▶ [To do] Search the data below for the string "height" and copy all lines where it shows up.

▶ [Supplied information]
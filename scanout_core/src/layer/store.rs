// Copyright 2026 the Scanout Authors
// SPDX-License-Identifier: Apache-2.0 OR MIT

use alloc::collections::BTreeMap;
use alloc::vec::Vec;

use kurbo::Rect;

use super::id::LayerId;
use crate::buffer::BufferHandle;
use crate::error::{HandleKind, ScanoutError};

/// Who puts a layer on screen.
#[derive(Clone, Copy, Debug, PartialEq, Eq, Hash, Default)]
pub enum CompositionType {
    /// Not decided yet.
    #[default]
    Invalid,
    /// Rendered by the consumer into the client target.
    Client,
    /// Scanned out directly by a hardware plane.
    Device,
}

/// How a layer blends with what is below it.
#[derive(Clone, Copy, Debug, PartialEq, Eq, Hash, Default)]
pub enum BlendMode {
    /// Opaque.
    #[default]
    None,
    /// Color already multiplied by alpha.
    Premultiplied,
    /// Straight alpha.
    Coverage,
}

/// Color space tag of a buffer. Zero is "unknown".
#[derive(Clone, Copy, Debug, PartialEq, Eq, Hash, Default)]
pub struct Dataspace(pub i32);

impl Dataspace {
    /// Unknown / device default.
    pub const UNKNOWN: Self = Self(0);
}

/// One consumer layer.
#[derive(Clone, Debug, PartialEq)]
pub struct Layer {
    buffer: Option<BufferHandle>,
    source_crop: Rect,
    display_frame: Rect,
    blend: BlendMode,
    alpha: f32,
    z_order: u32,
    dataspace: Dataspace,
    requested: CompositionType,
    validated: CompositionType,
}

impl Default for Layer {
    fn default() -> Self {
        Self {
            buffer: None,
            source_crop: Rect::ZERO,
            display_frame: Rect::ZERO,
            blend: BlendMode::None,
            alpha: 1.0,
            z_order: 0,
            dataspace: Dataspace::UNKNOWN,
            requested: CompositionType::Invalid,
            validated: CompositionType::Invalid,
        }
    }
}

impl Layer {
    /// Buffer to scan out, if any.
    #[inline]
    #[must_use]
    pub const fn buffer(&self) -> Option<BufferHandle> {
        self.buffer
    }

    /// Region of the buffer to show, in buffer pixels.
    #[inline]
    #[must_use]
    pub const fn source_crop(&self) -> Rect {
        self.source_crop
    }

    /// Where the crop lands on the display.
    #[inline]
    #[must_use]
    pub const fn display_frame(&self) -> Rect {
        self.display_frame
    }

    /// Blend mode.
    #[inline]
    #[must_use]
    pub const fn blend(&self) -> BlendMode {
        self.blend
    }

    /// Plane alpha in `0.0..=1.0`.
    #[inline]
    #[must_use]
    pub const fn alpha(&self) -> f32 {
        self.alpha
    }

    /// Consumer z-order.
    #[inline]
    #[must_use]
    pub const fn z_order(&self) -> u32 {
        self.z_order
    }

    /// Dataspace.
    #[inline]
    #[must_use]
    pub const fn dataspace(&self) -> Dataspace {
        self.dataspace
    }

    /// Composition type the consumer asked for.
    #[inline]
    #[must_use]
    pub const fn requested_type(&self) -> CompositionType {
        self.requested
    }

    /// Composition type decided by validation.
    #[inline]
    #[must_use]
    pub const fn validated_type(&self) -> CompositionType {
        self.validated
    }

    /// Returns `true` when the crop and frame differ in size.
    #[must_use]
    pub fn is_scaled(&self) -> bool {
        self.source_crop.size() != self.display_frame.size()
    }

    /// Sets the buffer.
    pub fn set_buffer(&mut self, buffer: Option<BufferHandle>) {
        self.buffer = buffer;
    }

    /// Sets the source crop.
    pub fn set_source_crop(&mut self, crop: Rect) {
        self.source_crop = crop;
    }

    /// Sets the display frame.
    pub fn set_display_frame(&mut self, frame: Rect) {
        self.display_frame = frame;
    }

    /// Sets the dataspace.
    pub fn set_dataspace(&mut self, dataspace: Dataspace) {
        self.dataspace = dataspace;
    }

    /// Sets the blend mode.
    pub fn set_blend(&mut self, blend: BlendMode) {
        self.blend = blend;
    }
}

/// Layers of one display, keyed by never-reused handles.
#[derive(Clone, Debug)]
pub struct LayerStore {
    layers: BTreeMap<LayerId, Layer>,
    next_id: u64,
}

impl Default for LayerStore {
    fn default() -> Self {
        Self::new()
    }
}

impl LayerStore {
    /// Creates an empty store. The first handle is 1.
    #[must_use]
    pub fn new() -> Self {
        Self {
            layers: BTreeMap::new(),
            next_id: 1,
        }
    }

    /// Creates a layer with default properties.
    pub fn create(&mut self) -> LayerId {
        let id = LayerId(self.next_id);
        self.next_id += 1;
        self.layers.insert(id, Layer::default());
        id
    }

    /// Destroys a layer.
    ///
    /// # Errors
    ///
    /// [`ScanoutError::BadHandle`] if the layer does not exist.
    pub fn destroy(&mut self, id: LayerId) -> Result<(), ScanoutError> {
        self.layers
            .remove(&id)
            .map(|_| ())
            .ok_or(ScanoutError::BadHandle(HandleKind::Layer))
    }

    /// Looks up a layer.
    #[inline]
    #[must_use]
    pub fn get(&self, id: LayerId) -> Option<&Layer> {
        self.layers.get(&id)
    }

    /// Looks up a layer for mutation.
    ///
    /// # Errors
    ///
    /// [`ScanoutError::BadHandle`] if the layer does not exist.
    pub fn get_mut(&mut self, id: LayerId) -> Result<&mut Layer, ScanoutError> {
        self.layers
            .get_mut(&id)
            .ok_or(ScanoutError::BadHandle(HandleKind::Layer))
    }

    /// Sets a layer's buffer.
    ///
    /// # Errors
    ///
    /// [`ScanoutError::BadHandle`] for unknown layers.
    pub fn set_buffer(
        &mut self,
        id: LayerId,
        buffer: Option<BufferHandle>,
    ) -> Result<(), ScanoutError> {
        self.get_mut(id)?.buffer = buffer;
        Ok(())
    }

    /// Sets a layer's source crop.
    ///
    /// # Errors
    ///
    /// [`ScanoutError::BadHandle`] for unknown layers,
    /// [`ScanoutError::BadParameter`] for a crop with negative size.
    pub fn set_source_crop(&mut self, id: LayerId, crop: Rect) -> Result<(), ScanoutError> {
        let layer = self.get_mut(id)?;
        if crop.width() < 0.0 || crop.height() < 0.0 {
            return Err(ScanoutError::BadParameter);
        }
        layer.source_crop = crop;
        Ok(())
    }

    /// Sets a layer's display frame.
    ///
    /// # Errors
    ///
    /// [`ScanoutError::BadHandle`] for unknown layers,
    /// [`ScanoutError::BadParameter`] for a frame with negative size.
    pub fn set_display_frame(&mut self, id: LayerId, frame: Rect) -> Result<(), ScanoutError> {
        let layer = self.get_mut(id)?;
        if frame.width() < 0.0 || frame.height() < 0.0 {
            return Err(ScanoutError::BadParameter);
        }
        layer.display_frame = frame;
        Ok(())
    }

    /// Sets a layer's blend mode.
    ///
    /// # Errors
    ///
    /// [`ScanoutError::BadHandle`] for unknown layers.
    pub fn set_blend_mode(&mut self, id: LayerId, blend: BlendMode) -> Result<(), ScanoutError> {
        self.get_mut(id)?.blend = blend;
        Ok(())
    }

    /// Sets a layer's plane alpha.
    ///
    /// # Errors
    ///
    /// [`ScanoutError::BadHandle`] for unknown layers,
    /// [`ScanoutError::BadParameter`] outside `0.0..=1.0`.
    pub fn set_alpha(&mut self, id: LayerId, alpha: f32) -> Result<(), ScanoutError> {
        let layer = self.get_mut(id)?;
        if !(0.0..=1.0).contains(&alpha) {
            return Err(ScanoutError::BadParameter);
        }
        layer.alpha = alpha;
        Ok(())
    }

    /// Sets a layer's z-order.
    ///
    /// # Errors
    ///
    /// [`ScanoutError::BadHandle`] for unknown layers.
    pub fn set_z_order(&mut self, id: LayerId, z_order: u32) -> Result<(), ScanoutError> {
        self.get_mut(id)?.z_order = z_order;
        Ok(())
    }

    /// Sets a layer's dataspace.
    ///
    /// # Errors
    ///
    /// [`ScanoutError::BadHandle`] for unknown layers.
    pub fn set_dataspace(&mut self, id: LayerId, dataspace: Dataspace) -> Result<(), ScanoutError> {
        self.get_mut(id)?.dataspace = dataspace;
        Ok(())
    }

    /// Sets the composition type the consumer asks for.
    ///
    /// # Errors
    ///
    /// [`ScanoutError::BadHandle`] for unknown layers,
    /// [`ScanoutError::BadParameter`] for [`CompositionType::Invalid`].
    pub fn set_requested_type(
        &mut self,
        id: LayerId,
        ty: CompositionType,
    ) -> Result<(), ScanoutError> {
        let layer = self.get_mut(id)?;
        if ty == CompositionType::Invalid {
            return Err(ScanoutError::BadParameter);
        }
        layer.requested = ty;
        Ok(())
    }

    /// Layers in creation order.
    pub fn iter(&self) -> impl Iterator<Item = (LayerId, &Layer)> + '_ {
        self.layers.iter().map(|(id, layer)| (*id, layer))
    }

    /// Layers sorted by `(z_order, LayerId)`, bottom first.
    #[must_use]
    pub fn z_sorted(&self) -> Vec<(LayerId, &Layer)> {
        let mut out: Vec<_> = self.iter().collect();
        out.sort_by_key(|(id, layer)| (layer.z_order, *id));
        out
    }

    /// Writes a validated type.
    ///
    /// # Errors
    ///
    /// [`ScanoutError::BadHandle`] for unknown layers.
    pub fn set_validated_type(
        &mut self,
        id: LayerId,
        ty: CompositionType,
    ) -> Result<(), ScanoutError> {
        self.get_mut(id)?.validated = ty;
        Ok(())
    }

    /// Layers whose validated type differs from what was requested.
    #[must_use]
    pub fn changed_types(&self) -> Vec<(LayerId, CompositionType)> {
        self.iter()
            .filter(|(_, l)| l.validated != l.requested)
            .map(|(id, l)| (id, l.validated))
            .collect()
    }

    /// Adopts every validated type as the requested one.
    pub fn accept_changes(&mut self) {
        for layer in self.layers.values_mut() {
            layer.requested = layer.validated;
        }
    }

    /// Number of layers.
    #[inline]
    #[must_use]
    pub fn len(&self) -> usize {
        self.layers.len()
    }

    /// Returns `true` if there are no layers.
    #[inline]
    #[must_use]
    pub fn is_empty(&self) -> bool {
        self.layers.is_empty()
    }
}

#[cfg(test)]
mod tests {
    use super::*;

    #[test]
    fn handles_are_never_reused() {
        let mut store = LayerStore::new();
        let a = store.create();
        store.destroy(a).unwrap();
        let b = store.create();
        assert!(b > a, "new handle is newer");
        assert_eq!(
            store.destroy(a),
            Err(ScanoutError::BadHandle(HandleKind::Layer)),
            "stale handle is rejected"
        );
        assert_eq!(
            store.set_z_order(a, 3),
            Err(ScanoutError::BadHandle(HandleKind::Layer)),
            "setters reject stale handles too"
        );
    }

    #[test]
    fn z_ties_resolve_by_creation() {
        let mut store = LayerStore::new();
        let a = store.create();
        let b = store.create();
        let c = store.create();
        store.set_z_order(a, 5).unwrap();
        store.set_z_order(b, 1).unwrap();
        store.set_z_order(c, 1).unwrap();
        let order: Vec<LayerId> = store.z_sorted().into_iter().map(|(id, _)| id).collect();
        assert_eq!(order, [b, c, a], "z first, creation order on ties");
    }

    #[test]
    fn parameter_validation() {
        let mut store = LayerStore::new();
        let a = store.create();
        assert_eq!(
            store.set_alpha(a, 1.5),
            Err(ScanoutError::BadParameter),
            "alpha above one"
        );
        assert_eq!(
            store.set_source_crop(a, Rect::new(10.0, 0.0, 0.0, 5.0)),
            Err(ScanoutError::BadParameter),
            "inverted crop"
        );
        assert_eq!(
            store.set_requested_type(a, CompositionType::Invalid),
            Err(ScanoutError::BadParameter),
            "cannot request invalid"
        );
        assert!(store.set_alpha(a, 0.5).is_ok(), "in range");
    }

    #[test]
    fn changed_types_and_accept() {
        let mut store = LayerStore::new();
        let a = store.create();
        let b = store.create();
        store.set_requested_type(a, CompositionType::Device).unwrap();
        store.set_requested_type(b, CompositionType::Device).unwrap();
        store.set_validated_type(a, CompositionType::Device).unwrap();
        store.set_validated_type(b, CompositionType::Client).unwrap();
        assert_eq!(
            store.changed_types(),
            [(b, CompositionType::Client)],
            "only b changed"
        );
        store.accept_changes();
        assert!(store.changed_types().is_empty(), "accepted");
        assert_eq!(
            store.get(b).map(Layer::requested_type),
            Some(CompositionType::Client),
            "request follows validation"
        );
    }
}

▶ [Problem solution]
        if crop.width() < 0.0 || crop.height() < 0.0 {
        if frame.width() < 0.0 || frame.height() < 0.0 {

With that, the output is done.